Electric Dreams
.

Exploring Dreams through the I Ching:

Clarity

Hilary Barrett


(Electric Dreams)  (Article Index)  (Search for Topic)  (View Article Options)

  Barrett, Hilary (2001 March). Exploring Dreams through the I Ching: Clarity.  Electric Dreams 8(3). Retrieved December 30, 2001 from Electric Dreams on the World Wide Web: http://www.dreamgate.com/electric-dreams




The Dream
The Wedding (Anon)

Nothing went right. The groom wasn't who I thought or wanted it to be. My bridesmaids were my cousins and the groomsmen was my ex boyfriend of two years, and all of his friends. They were all sitting among the pews with the family instead of up at the altar where they were supposed to be. My girlfriend was wearing a wedding dress too. I hated my hair but loved hers. I couldn't walk down the aisle because everybody else was. I was just really frustrated. I dreamed this twice. The first time I was up at the altar the groom and I blew out some candles at the altar, and
in the second dream, just himself blew out the candles.
The interpretation
Your wedding is supposed to be 'your big day': you look your best, you are 'radiant' and the centre of attention. You are united not just with a man but with a whole new way of living - before women had the option of living independently, marriage meant graduating to adulthood. So when you dream that your wedding day goes completely wrong, this reflects basic discord within you, and probably with your present way of life.

I asked the I Ching what was going on in this dream, and it replied with Hexagram 23, Stripping Away, moving to Hexagram 35, Prospering. The second hexagram represents the broader context - I think it accounts for the wedding imagery; the first one, Stripping Away, explains what happens to the wedding.

'Prospering, Lord Kang is given a gift of horses, uses them to increase the herd. He mates them three times a day.' The horses were a sign that Kang was in favour with the ruler - it was definitely his day. And rather than simply sitting on the gift, he made it fertile and multiplied it. This is like a strong, earthy version of the parable of the talents: when you have God-given gifts, go out and use them, and they will grow. It may be hard work ('Difficulty' is the nuclear hexagram at the heart of Prospering), but it will pay off.

The word for 'mating' also suggests 'receiving and reflecting onward': Kang was receiving the full light of good fortune, and he multiplied it and passed it on. Hexagram 35 shows the sun rising over the earth, and the growing plants responding to its light. This is what weddings are supposed to be about: full of vigour, advancing triumphantly into the light, positively shining with good fortune. Everything about this hexagram is brightness: it is 'daylight indeed', and the ideal person 'radiates her own natural light, clear bright virtue.' ('Virtue', by the way, doesn't mean 'being good' so much as 'being what you personally are meant to be'.)
All this is near enough the opposite of what happened in the dream. Instead of shining, you find yourself outshone and sidelined - and in the end, instead of reflecting light onward, you are blowing the candles out. What has happened?
Like you say, 'nothing goes right' in the dream - but surely the biggest problem is that you're marrying the wrong man! In a way, it's just as well that everything else goes wrong after that...

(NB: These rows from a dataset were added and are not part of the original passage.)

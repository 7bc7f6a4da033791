#![allow(dead_code)]

use app_directory::config::{StoreConfig, ValidationMode};
use app_directory::infrastructure::ledger::{MemoryLedger, NullLedger, SubmissionLedger};
use app_directory::infrastructure::notion::NotionStore;
use app_directory::state::AppState;
use app_directory::telemetry::AnalyticsConfig;
use axum::{
    Router,
    body::to_bytes,
    extract::{Request, State},
    http::{StatusCode, header},
    response::{IntoResponse, Response},
};
use serde_json::{Value, json};
use std::sync::{Arc, Mutex};
use std::time::Duration;

pub const TEST_TOKEN: &str = "secret_test_token";
pub const TEST_VERSION: &str = "2022-06-28";
pub const LISTINGS_DB: &str = "db-listings";
pub const REQUESTS_DB: &str = "db-requests";

/// One request received by the fake store.
#[derive(Debug, Clone)]
pub struct RecordedRequest {
    pub method: String,
    pub path: String,
    pub authorization: Option<String>,
    pub version: Option<String>,
    pub body: Value,
}

struct FakeState {
    query_status: u16,
    query_body: String,
    create_status: u16,
    requests: Vec<RecordedRequest>,
}

/// In-process stand-in for the Notion REST API, served on a loopback port.
#[derive(Clone)]
pub struct FakeNotion {
    inner: Arc<Mutex<FakeState>>,
    pub base_url: String,
}

impl FakeNotion {
    pub async fn start() -> Self {
        let inner = Arc::new(Mutex::new(FakeState {
            query_status: 200,
            query_body: json!({ "results": [], "has_more": false }).to_string(),
            create_status: 200,
            requests: Vec::new(),
        }));

        let app = Router::new()
            .fallback(handle)
            .with_state(inner.clone());

        let listener = tokio::net::TcpListener::bind("127.0.0.1:0").await.unwrap();
        let addr = listener.local_addr().unwrap();
        tokio::spawn(async move {
            axum::serve(listener, app).await.unwrap();
        });

        Self {
            inner,
            base_url: format!("http://{addr}/v1"),
        }
    }

    /// Makes the listing query return these records.
    pub fn with_records(&self, records: Vec<Value>) {
        let mut state = self.inner.lock().unwrap();
        state.query_status = 200;
        state.query_body = json!({ "results": records, "has_more": false }).to_string();
    }

    /// Makes the listing query (and the health probe) answer with a raw body.
    pub fn with_query_response(&self, status: u16, body: &str) {
        let mut state = self.inner.lock().unwrap();
        state.query_status = status;
        state.query_body = body.to_string();
    }

    pub fn with_create_status(&self, status: u16) {
        self.inner.lock().unwrap().create_status = status;
    }

    pub fn requests(&self) -> Vec<RecordedRequest> {
        self.inner.lock().unwrap().requests.clone()
    }

    pub fn create_requests(&self) -> Vec<RecordedRequest> {
        self.requests()
            .into_iter()
            .filter(|r| r.path.ends_with("/pages"))
            .collect()
    }

    pub fn store_config(&self) -> StoreConfig {
        store_config(&self.base_url)
    }
}

async fn handle(State(inner): State<Arc<Mutex<FakeState>>>, req: Request) -> Response {
    let method = req.method().to_string();
    let path = req.uri().path().to_string();
    let authorization = header_value(&req, header::AUTHORIZATION.as_str());
    let version = header_value(&req, "notion-version");

    let bytes = to_bytes(req.into_body(), usize::MAX).await.unwrap();
    let body = serde_json::from_slice(&bytes).unwrap_or(Value::Null);

    let mut state = inner.lock().unwrap();
    state.requests.push(RecordedRequest {
        method: method.clone(),
        path: path.clone(),
        authorization,
        version,
        body,
    });

    let (status, body) = if path.ends_with("/pages") {
        (state.create_status, json!({ "object": "page" }).to_string())
    } else if path.ends_with("/query") {
        (state.query_status, state.query_body.clone())
    } else {
        (state.query_status, json!({ "object": "database" }).to_string())
    };

    (
        StatusCode::from_u16(status).unwrap(),
        [(header::CONTENT_TYPE, "application/json")],
        body,
    )
        .into_response()
}

fn header_value(req: &Request, name: &str) -> Option<String> {
    req.headers()
        .get(name)
        .and_then(|v| v.to_str().ok())
        .map(str::to_string)
}

pub fn store_config(api_base: &str) -> StoreConfig {
    StoreConfig {
        api_base: api_base.to_string(),
        api_version: TEST_VERSION.to_string(),
        token: TEST_TOKEN.to_string(),
        listings_database_id: LISTINGS_DB.to_string(),
        submissions_database_id: REQUESTS_DB.to_string(),
        timeout_seconds: Some(5),
    }
}

/// A record shaped like the listing collection's rows.
pub fn record(name: &str, link: &str, description: &str) -> Value {
    json!({
        "object": "page",
        "id": format!("page-{name}"),
        "properties": {
            "name": { "title": [ { "text": { "content": name } } ] },
            "link": { "rich_text": [ { "plain_text": link } ] },
            "description": { "rich_text": [ { "plain_text": description } ] }
        }
    })
}

pub fn create_test_state(config: &StoreConfig, mode: ValidationMode) -> AppState {
    build_state(config, mode, Arc::new(NullLedger::new()), None)
}

pub fn create_test_state_with_ledger(config: &StoreConfig, mode: ValidationMode) -> AppState {
    build_state(
        config,
        mode,
        Arc::new(MemoryLedger::new(Duration::from_secs(600))),
        None,
    )
}

pub fn create_test_state_with_analytics(config: &StoreConfig) -> AppState {
    build_state(
        config,
        ValidationMode::Strict,
        Arc::new(NullLedger::new()),
        Some(AnalyticsConfig {
            key: "phc_test".to_string(),
            host: "https://eu.posthog.com".to_string(),
        }),
    )
}

fn build_state(
    config: &StoreConfig,
    mode: ValidationMode,
    ledger: Arc<dyn SubmissionLedger>,
    analytics: Option<AnalyticsConfig>,
) -> AppState {
    let store = Arc::new(NotionStore::new(config).unwrap());
    AppState::new(store, ledger, mode, analytics)
}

You are in the process of Stripping Away: things that no longer belong in your life are being cleared out to make space for something new. This can be an acutely painful process, as people, things and ideas that you have been attached to are cut away - the I Ching represents it as being skinned. Before the process of transformation can begin, you need to understand that it is no longer the time to concentrate on appearances: the time for Stripping Away comes when Adorning (Hexagram 22) is exhausted. You are dressed like a successful bride in the dream - but it's no use, your friend is, too (and her hair is better!). The dress can't make the wedding happen. As pretence and illusion are peeled away, the real you is exposed.
It is not the time for a purposeful advance to the altar: you are obliged simply to let things happen. As you felt in the dream, being so unexpectedly and completely disempowered can be very frustrating. In the I Ching, this hexagram is the opposite of 'Deciding', an active process of driving out what does not belong. At a time of Stripping Away, there may be many layers of old, inessential things to be removed, and all you can do is let them go. Dreaming of a failed wedding is part of this process of separation. 'The ideal person honours the dissolving pause, filling and emptiness. Heaven acts.' Allow time and space, and what is right for you will return. But first leave the wedding: don't try to be united with a past that's wrong for you. Blowing out the candles that illuminate the altar is the best thing you can do - you need a change of focus.
At heart, this situation is about becoming fertile ground for new growth, like the open, nourishing earth. You can't know yet what will grow in the new space, but you can make sure that it is clear and prepared before you try to begin to build again. The earth is humble, easy to overlook, but it is also the foundation for life - this hexagram shows how mountains rest on it. 'Generosity from above creates peaceful dwellings below.' Now is the time to give your attention generously to your own foundations, creating a sense of peace.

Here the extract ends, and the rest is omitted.